New AI Language docs · static / Cloudflare Pages

Goals and scope

Problem

Modern LLM usage is dominated by text in, text out. For multi-step agents and long context that is expensive and misaligned with how the network computes.

We want a New AI Language in the broad sense: a stack of media (not slogans) that:

  1. Cuts tokens / memory / FLOPs without quality collapse.
  2. Improves structured multi-step reliability.
  3. Prefers no weight training (prompting, routing, external memory, tools, frozen inference structure).

Goals

G1 — Understand the machine

Document, at engineer level:

  • Tokenization → embedding → residual
  • Attention, QKV, softmax, output A(q)
  • KV cache cost
  • What training gradients do vs inference

G2 — Name the right bottleneck

Separate:

  • Prompt tax (BPE / prose)
  • Engine tax (KV m·d, attention matmul)

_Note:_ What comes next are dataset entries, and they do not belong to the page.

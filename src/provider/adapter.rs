//! Provider adapter contract.

use async_trait::async_trait;
use serde_json::Value;

use crate::error::Result;
use crate::job::{ProviderKind, SubmissionRequest};

/// A submission acknowledged by a backend.
#[derive(Debug, Clone)]
pub struct ProviderSubmission {
    /// Backend-assigned job id.
    pub id: String,
    /// The backend's own status vocabulary, not yet normalized.
    pub raw_status: String,
}

/// A job's current state as one backend reports it.
#[derive(Debug, Clone, Default)]
pub struct ProviderJobState {
    /// The backend's own status vocabulary, not yet normalized.
    pub raw_status: String,
    /// The backend's raw output value; its shape is the backend's business.
    pub output: Option<Value>,
    /// The backend's error text, if it reported one.
    pub error: Option<String>,
}

/// Trait for backend-specific submission and state fetching.
///
/// Everything backend-specific (request shaping, auth headers, status
/// vocabulary, result encoding) stays behind this boundary. Callers only
/// ever see the normalized job contract, so adapters remain swappable
/// without touching polling logic.
#[async_trait]
pub trait ProviderAdapter: Send + Sync {
    /// Submits a generation request, returning the backend's job id and raw
    /// status.
    async fn submit(&self, request: &SubmissionRequest) -> Result<ProviderSubmission>;

    /// Fetches the current raw state of a previously submitted job.
    async fn fetch(&self, job_id: &str) -> Result<ProviderJobState>;

    /// Returns the kind of this provider.
    fn kind(&self) -> ProviderKind;

    /// Returns the name of this provider for display.
    fn name(&self) -> &str {
        match self.kind() {
            ProviderKind::OpenAI => "Sora (OpenAI)",
            ProviderKind::Replicate => "Replicate",
        }
    }
}
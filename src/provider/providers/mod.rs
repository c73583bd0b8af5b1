//! Backend-specific adapter implementations.

#[cfg(feature = "openai")]
mod openai;
#[cfg(feature = "openai")]
pub use openai::{SoraAdapter, SoraAdapterBuilder, SoraModel};

#[cfg(feature = "replicate")]
mod replicate;
#[cfg(feature = "replicate")]
pub use replicate::{ReplicateAdapter, ReplicateAdapterBuilder};
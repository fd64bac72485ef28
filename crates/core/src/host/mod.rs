//! Boundary to the system owning products, stock and the ledger.
//!
//! Stock valuation reads and writes through the [`Host`] trait. Callers
//! embed it in their own persistence; [`InMemoryHost`] keeps everything in
//! memory for tests and small tools.

pub mod context;
pub mod error;
pub mod memory;

use chrono::NaiveDate;
use continental_shared::types::{
    AccountId, CompanyId, Currency, JournalId, MoveId, ProductId, TemplateId,
};
use rust_decimal::Decimal;
use serde::{Deserialize, Serialize};

pub use context::Context;
pub use error::HostError;
pub use memory::InMemoryHost;

use crate::account::{Account, StockAccountRole};
use crate::i18n::MessageCatalog;
use crate::ledger::{Move, Period};
use crate::product::{Product, Template};
use crate::stock::{LocationKind, ValuationMove};

/// Accounting configuration of a company.
#[derive(Debug, Clone, Default, PartialEq, Eq, Serialize, Deserialize)]
pub struct AccountingConfiguration {
    /// Journal receiving stock valuation moves.
    pub stock_journal: Option<JournalId>,
    /// Default counterpart of cost price adjustments.
    pub cost_price_counterpart_account: Option<AccountId>,
}

/// Records and services provided by the hosting system.
///
/// Writes happen between [`Host::begin`] and [`Host::commit`]; a
/// [`Host::rollback`] discards every write since the matching `begin`.
pub trait Host {
    /// Loads a product variant.
    fn product(&self, id: ProductId) -> Result<Product, HostError>;

    /// Loads a product template.
    fn template(&self, id: TemplateId) -> Result<Template, HostError>;

    /// Variants of a template, in creation order.
    fn variants(&self, template: TemplateId) -> Result<Vec<Product>, HostError>;

    /// Cost price of a product in a company.
    fn cost_price(&self, product: ProductId, company: CompanyId) -> Result<Decimal, HostError>;

    /// Account playing `role` for `product` in `company`, if any.
    fn resolve_account(
        &self,
        role: StockAccountRole,
        company: CompanyId,
        product: ProductId,
    ) -> Result<Option<AccountId>, HostError>;

    /// Loads an account.
    fn account(&self, id: AccountId) -> Result<Account, HostError>;

    /// Quantity of `product` in locations of `kinds` at the end of `as_of`.
    fn quantity(
        &self,
        product: ProductId,
        kinds: &[LocationKind],
        as_of: NaiveDate,
    ) -> Result<Decimal, HostError>;

    /// Moves of `product` in and out of locations of `kinds` up to `as_of`,
    /// oldest first.
    fn incoming_moves(
        &self,
        product: ProductId,
        kinds: &[LocationKind],
        as_of: NaiveDate,
    ) -> Result<Vec<ValuationMove>, HostError>;

    /// Currency of a company.
    fn company_currency(&self, company: CompanyId) -> Result<Currency, HostError>;

    /// Accounting configuration of a company.
    fn accounting_configuration(
        &self,
        company: CompanyId,
    ) -> Result<AccountingConfiguration, HostError>;

    /// Open period of `company` containing `date`.
    fn find_period(&self, company: CompanyId, date: NaiveDate) -> Result<Period, HostError>;

    /// Localized messages.
    fn messages(&self) -> &MessageCatalog;

    /// Stores a draft move.
    fn save_move(&mut self, account_move: Move) -> Result<MoveId, HostError>;

    /// Posts a saved move.
    fn post_move(&mut self, id: MoveId) -> Result<(), HostError>;

    /// Writes the company-scoped cost price of a product.
    fn set_cost_price(
        &mut self,
        product: ProductId,
        company: CompanyId,
        cost_price: Decimal,
    ) -> Result<(), HostError>;

    /// Starts a transaction.
    fn begin(&mut self) -> Result<(), HostError>;

    /// Makes the writes of the current transaction permanent.
    fn commit(&mut self) -> Result<(), HostError>;

    /// Discards the writes of the current transaction.
    fn rollback(&mut self) -> Result<(), HostError>;
}
//! Property-based tests for the modify cost price wizard.

use continental_shared::types::{AccountId, Currency};
use proptest::prelude::*;
use rust_decimal::Decimal;

use super::service::ModifyCostPrice;
use super::types::{Button, Event, StateKind, WizardState, next_state};
use crate::ledger::validate_lines;

/// Strategy to generate signed quantities (-10,000 to 10,000, three decimals).
fn quantity() -> impl Strategy<Value = Decimal> {
    (-10_000_000i64..10_000_000i64).prop_map(|milli| Decimal::new(milli, 3))
}

/// Strategy to generate signed price differences with four decimals.
fn price_difference() -> impl Strategy<Value = Decimal> {
    (-10_000_000i64..10_000_000i64).prop_map(|v| Decimal::new(v, 4))
}

fn arb_state() -> impl Strategy<Value = WizardState> {
    prop_oneof![
        Just(WizardState::AskPrice),
        Just(WizardState::ShouldShowMove),
        Just(WizardState::ShowMove),
        Just(WizardState::CreateMove),
        Just(WizardState::ModifyPrice),
        Just(WizardState::End),
    ]
}

proptest! {
    #![proptest_config(ProptestConfig::with_cases(100))]

    /// The two lines always balance and mirror each other.
    #[test]
    fn prop_move_lines_balance(quantity in quantity(), difference in price_difference()) {
        let amount = Currency::new("USD", 2).round(quantity * difference);
        let lines = ModifyCostPrice::get_move_lines(AccountId::new(), AccountId::new(), amount);

        prop_assert_eq!(lines.len(), 2);
        prop_assert!(validate_lines(&lines).is_ok());
        prop_assert_eq!(lines[0].debit, lines[1].credit);
        prop_assert_eq!(lines[0].credit, lines[1].debit);
        prop_assert_eq!(lines[0].signed_amount(), amount);
    }

    /// The stock account is debited exactly when the price goes up on
    /// positive stock.
    #[test]
    fn prop_stock_side_follows_sign(quantity in quantity(), difference in price_difference()) {
        let amount = Currency::new("USD", 2).round(quantity * difference);
        let lines = ModifyCostPrice::get_move_lines(AccountId::new(), AccountId::new(), amount);
        prop_assert_eq!(lines[0].debit > Decimal::ZERO, amount > Decimal::ZERO);
        prop_assert_eq!(lines[0].credit > Decimal::ZERO, amount < Decimal::ZERO);
    }

    /// Buttons are only wired on interactive states.
    #[test]
    fn prop_buttons_only_on_interactive_states(state in arb_state(), ok in any::<bool>()) {
        let button = if ok { Button::Ok } else { Button::Cancel };
        let next = next_state(state, Event::Pressed(button));
        prop_assert_eq!(next.is_some(), state.kind() == StateKind::Interactive);
    }

    /// Every state reaches the end, cancelling at interactive states.
    #[test]
    fn prop_transitions_reach_end(state in arb_state(), has_stock in any::<bool>()) {
        let mut current = state;
        for _ in 0..10 {
            current = match current.kind() {
                StateKind::Terminal => break,
                StateKind::Interactive => {
                    next_state(current, Event::Pressed(Button::Cancel)).unwrap_or(current)
                }
                StateKind::Transition => {
                    let event = if current == WizardState::ShouldShowMove {
                        if has_stock { Event::HasStock } else { Event::NoStock }
                    } else {
                        Event::Done
                    };
                    next_state(current, event).unwrap_or(current)
                }
            };
        }
        prop_assert_eq!(current, WizardState::End);
    }
}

G3 — Track A: denser I/O language

Invent and run structured text codecs (palette + frame / STATE-IR) for agent memory.

Label clearly: still text.

G4 — Track B: architecture-native representation

Pursue Attention Output Cover (AOC): store a small cover of attention outputs (and hybrid exact window), not full keys and not chat novels — from the maths research (derivation 17+).

G5 — Ground in research

Keep theorems, empirics (r_Σ, A0, hybrid), and brutal honesty in-tree under maths/ and findings/.

G6 — Falsifiability

Every keep:

  • Token or memory metric
  • Quality / fidelity metric
  • Kill condition

Out of scope (unless marked)

  • Soft prompts / activation steering that need training
  • New trained attention (e.g. tropical attention from scratch) as default
  • Claims of infinite free context

Success criteria (project level)

TrackBar
DocsNew agent can explain arch + two tracks in 10 minutes
Track A≥25% prompt tokens vs full chat on multi-turn traces without >10% task drop
Track BOn gated heads: mem win vs dense KV at fixed A-error; eventually e2e needle/PPL
HonestyNo doc claims non-text for glyph; no universal constant-size claim without e2e

Relationship to monorepo

This folder is the product narrative + knowledge base.

Heavy code and raw experiments stay in Research'/maths/ and memory/.

Lab discovery rules remain in root AGENTS.md.